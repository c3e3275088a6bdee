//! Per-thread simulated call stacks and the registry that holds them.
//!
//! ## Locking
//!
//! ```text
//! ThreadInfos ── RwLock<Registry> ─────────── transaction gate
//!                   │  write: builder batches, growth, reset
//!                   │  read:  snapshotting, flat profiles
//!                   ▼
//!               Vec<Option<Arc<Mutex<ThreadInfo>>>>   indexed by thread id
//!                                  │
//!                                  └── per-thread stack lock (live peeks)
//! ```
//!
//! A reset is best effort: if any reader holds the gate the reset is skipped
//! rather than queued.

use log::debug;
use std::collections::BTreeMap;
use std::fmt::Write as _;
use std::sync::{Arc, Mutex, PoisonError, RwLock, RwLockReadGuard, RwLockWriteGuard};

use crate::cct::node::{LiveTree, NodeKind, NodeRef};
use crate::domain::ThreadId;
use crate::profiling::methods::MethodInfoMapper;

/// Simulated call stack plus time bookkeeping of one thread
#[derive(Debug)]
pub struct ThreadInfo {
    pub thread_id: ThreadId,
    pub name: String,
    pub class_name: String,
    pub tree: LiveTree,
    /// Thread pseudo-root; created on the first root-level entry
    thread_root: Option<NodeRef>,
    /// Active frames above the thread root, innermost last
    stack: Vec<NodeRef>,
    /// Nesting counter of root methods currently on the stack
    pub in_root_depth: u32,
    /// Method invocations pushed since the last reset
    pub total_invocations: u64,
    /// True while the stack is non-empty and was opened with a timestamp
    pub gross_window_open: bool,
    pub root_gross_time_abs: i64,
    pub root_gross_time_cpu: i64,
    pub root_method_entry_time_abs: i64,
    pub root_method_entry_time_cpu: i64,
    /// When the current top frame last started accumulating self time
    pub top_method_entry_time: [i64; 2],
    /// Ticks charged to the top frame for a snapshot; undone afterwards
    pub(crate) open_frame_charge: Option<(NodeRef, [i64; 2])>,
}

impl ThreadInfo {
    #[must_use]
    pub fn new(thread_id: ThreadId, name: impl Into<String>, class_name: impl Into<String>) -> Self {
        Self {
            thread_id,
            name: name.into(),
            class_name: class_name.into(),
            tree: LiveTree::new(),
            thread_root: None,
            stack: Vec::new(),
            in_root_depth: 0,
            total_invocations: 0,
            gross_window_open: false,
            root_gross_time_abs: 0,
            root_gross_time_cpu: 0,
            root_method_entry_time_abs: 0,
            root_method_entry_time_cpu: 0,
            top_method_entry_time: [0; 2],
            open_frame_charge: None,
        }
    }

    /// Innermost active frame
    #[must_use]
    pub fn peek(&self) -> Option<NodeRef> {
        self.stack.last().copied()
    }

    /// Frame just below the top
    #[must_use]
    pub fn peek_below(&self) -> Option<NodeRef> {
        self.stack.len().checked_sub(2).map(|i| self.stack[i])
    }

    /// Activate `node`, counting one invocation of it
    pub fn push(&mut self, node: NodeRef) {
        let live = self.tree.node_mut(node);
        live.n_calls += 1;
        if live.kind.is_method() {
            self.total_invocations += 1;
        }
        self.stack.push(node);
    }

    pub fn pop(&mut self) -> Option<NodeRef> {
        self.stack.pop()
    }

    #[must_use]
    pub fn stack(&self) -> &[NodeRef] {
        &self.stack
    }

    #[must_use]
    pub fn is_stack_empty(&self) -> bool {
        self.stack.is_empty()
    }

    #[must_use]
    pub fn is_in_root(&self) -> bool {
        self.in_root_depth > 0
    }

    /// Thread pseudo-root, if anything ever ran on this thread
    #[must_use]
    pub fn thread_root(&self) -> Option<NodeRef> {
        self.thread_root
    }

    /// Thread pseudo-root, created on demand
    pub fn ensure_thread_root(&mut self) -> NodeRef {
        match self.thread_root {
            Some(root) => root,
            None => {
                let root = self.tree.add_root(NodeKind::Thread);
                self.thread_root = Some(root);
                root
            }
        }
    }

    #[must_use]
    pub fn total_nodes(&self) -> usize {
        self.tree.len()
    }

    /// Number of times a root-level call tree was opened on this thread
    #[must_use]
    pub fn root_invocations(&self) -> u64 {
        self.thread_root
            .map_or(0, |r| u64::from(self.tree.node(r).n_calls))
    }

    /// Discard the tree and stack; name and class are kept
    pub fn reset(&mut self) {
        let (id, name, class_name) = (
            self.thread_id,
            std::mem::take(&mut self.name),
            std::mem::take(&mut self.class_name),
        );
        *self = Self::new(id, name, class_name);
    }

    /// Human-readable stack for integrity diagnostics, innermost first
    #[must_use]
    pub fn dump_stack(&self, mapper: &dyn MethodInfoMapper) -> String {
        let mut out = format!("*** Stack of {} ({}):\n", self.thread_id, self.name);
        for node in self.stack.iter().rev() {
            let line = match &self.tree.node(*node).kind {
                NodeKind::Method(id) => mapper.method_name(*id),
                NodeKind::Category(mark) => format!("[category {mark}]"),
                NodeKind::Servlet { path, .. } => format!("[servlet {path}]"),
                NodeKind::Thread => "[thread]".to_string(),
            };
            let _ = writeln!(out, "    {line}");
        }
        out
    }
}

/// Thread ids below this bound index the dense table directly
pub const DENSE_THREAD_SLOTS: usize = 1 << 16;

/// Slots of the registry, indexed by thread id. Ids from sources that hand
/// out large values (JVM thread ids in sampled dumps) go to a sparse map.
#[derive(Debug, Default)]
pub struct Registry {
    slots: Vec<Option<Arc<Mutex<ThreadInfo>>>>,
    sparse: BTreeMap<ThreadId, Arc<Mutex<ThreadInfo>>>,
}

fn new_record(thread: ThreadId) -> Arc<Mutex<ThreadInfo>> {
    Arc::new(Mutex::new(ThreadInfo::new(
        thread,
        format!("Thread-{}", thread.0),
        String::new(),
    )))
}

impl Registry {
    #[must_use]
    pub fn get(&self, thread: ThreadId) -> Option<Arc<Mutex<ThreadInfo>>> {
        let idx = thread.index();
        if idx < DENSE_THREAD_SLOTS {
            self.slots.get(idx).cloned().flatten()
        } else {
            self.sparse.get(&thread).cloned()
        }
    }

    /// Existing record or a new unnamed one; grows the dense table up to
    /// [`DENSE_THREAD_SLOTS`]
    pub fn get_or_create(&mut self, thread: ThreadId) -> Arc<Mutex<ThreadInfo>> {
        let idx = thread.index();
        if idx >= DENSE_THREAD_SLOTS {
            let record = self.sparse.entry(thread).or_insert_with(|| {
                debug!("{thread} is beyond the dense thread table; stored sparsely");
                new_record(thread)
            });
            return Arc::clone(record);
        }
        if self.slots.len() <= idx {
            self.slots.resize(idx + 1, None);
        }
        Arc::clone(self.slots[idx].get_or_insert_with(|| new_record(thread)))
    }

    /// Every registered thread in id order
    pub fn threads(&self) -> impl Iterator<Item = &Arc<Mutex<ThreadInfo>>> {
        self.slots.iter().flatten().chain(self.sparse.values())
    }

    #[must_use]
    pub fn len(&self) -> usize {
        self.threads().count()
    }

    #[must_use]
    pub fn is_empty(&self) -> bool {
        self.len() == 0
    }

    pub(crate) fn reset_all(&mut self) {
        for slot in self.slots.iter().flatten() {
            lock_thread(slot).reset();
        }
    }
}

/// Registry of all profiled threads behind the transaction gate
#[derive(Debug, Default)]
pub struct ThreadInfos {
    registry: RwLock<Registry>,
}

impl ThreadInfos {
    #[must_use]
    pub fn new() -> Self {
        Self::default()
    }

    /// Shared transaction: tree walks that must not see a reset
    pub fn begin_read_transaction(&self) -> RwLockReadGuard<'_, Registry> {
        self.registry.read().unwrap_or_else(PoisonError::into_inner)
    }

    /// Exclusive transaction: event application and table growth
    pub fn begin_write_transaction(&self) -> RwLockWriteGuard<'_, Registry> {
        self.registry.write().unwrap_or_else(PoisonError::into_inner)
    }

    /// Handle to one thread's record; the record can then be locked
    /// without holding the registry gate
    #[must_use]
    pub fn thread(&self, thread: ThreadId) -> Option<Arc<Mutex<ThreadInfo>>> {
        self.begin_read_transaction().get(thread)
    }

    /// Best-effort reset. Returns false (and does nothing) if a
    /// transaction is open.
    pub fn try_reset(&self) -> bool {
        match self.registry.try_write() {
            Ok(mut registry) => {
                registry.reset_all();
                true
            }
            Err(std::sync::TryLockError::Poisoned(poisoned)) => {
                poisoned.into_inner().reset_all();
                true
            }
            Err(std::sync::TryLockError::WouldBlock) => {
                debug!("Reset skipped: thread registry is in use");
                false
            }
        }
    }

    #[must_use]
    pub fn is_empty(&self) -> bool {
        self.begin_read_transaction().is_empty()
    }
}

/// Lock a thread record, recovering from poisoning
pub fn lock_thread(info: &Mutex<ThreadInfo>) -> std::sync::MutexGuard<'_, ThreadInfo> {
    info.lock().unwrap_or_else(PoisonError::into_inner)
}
+ + +
Exercise:
Please go through the entries and show every line with the word "created".

Output for this task:
    /// Thread pseudo-root; created on the first root-level entry
    /// Thread pseudo-root, created on demand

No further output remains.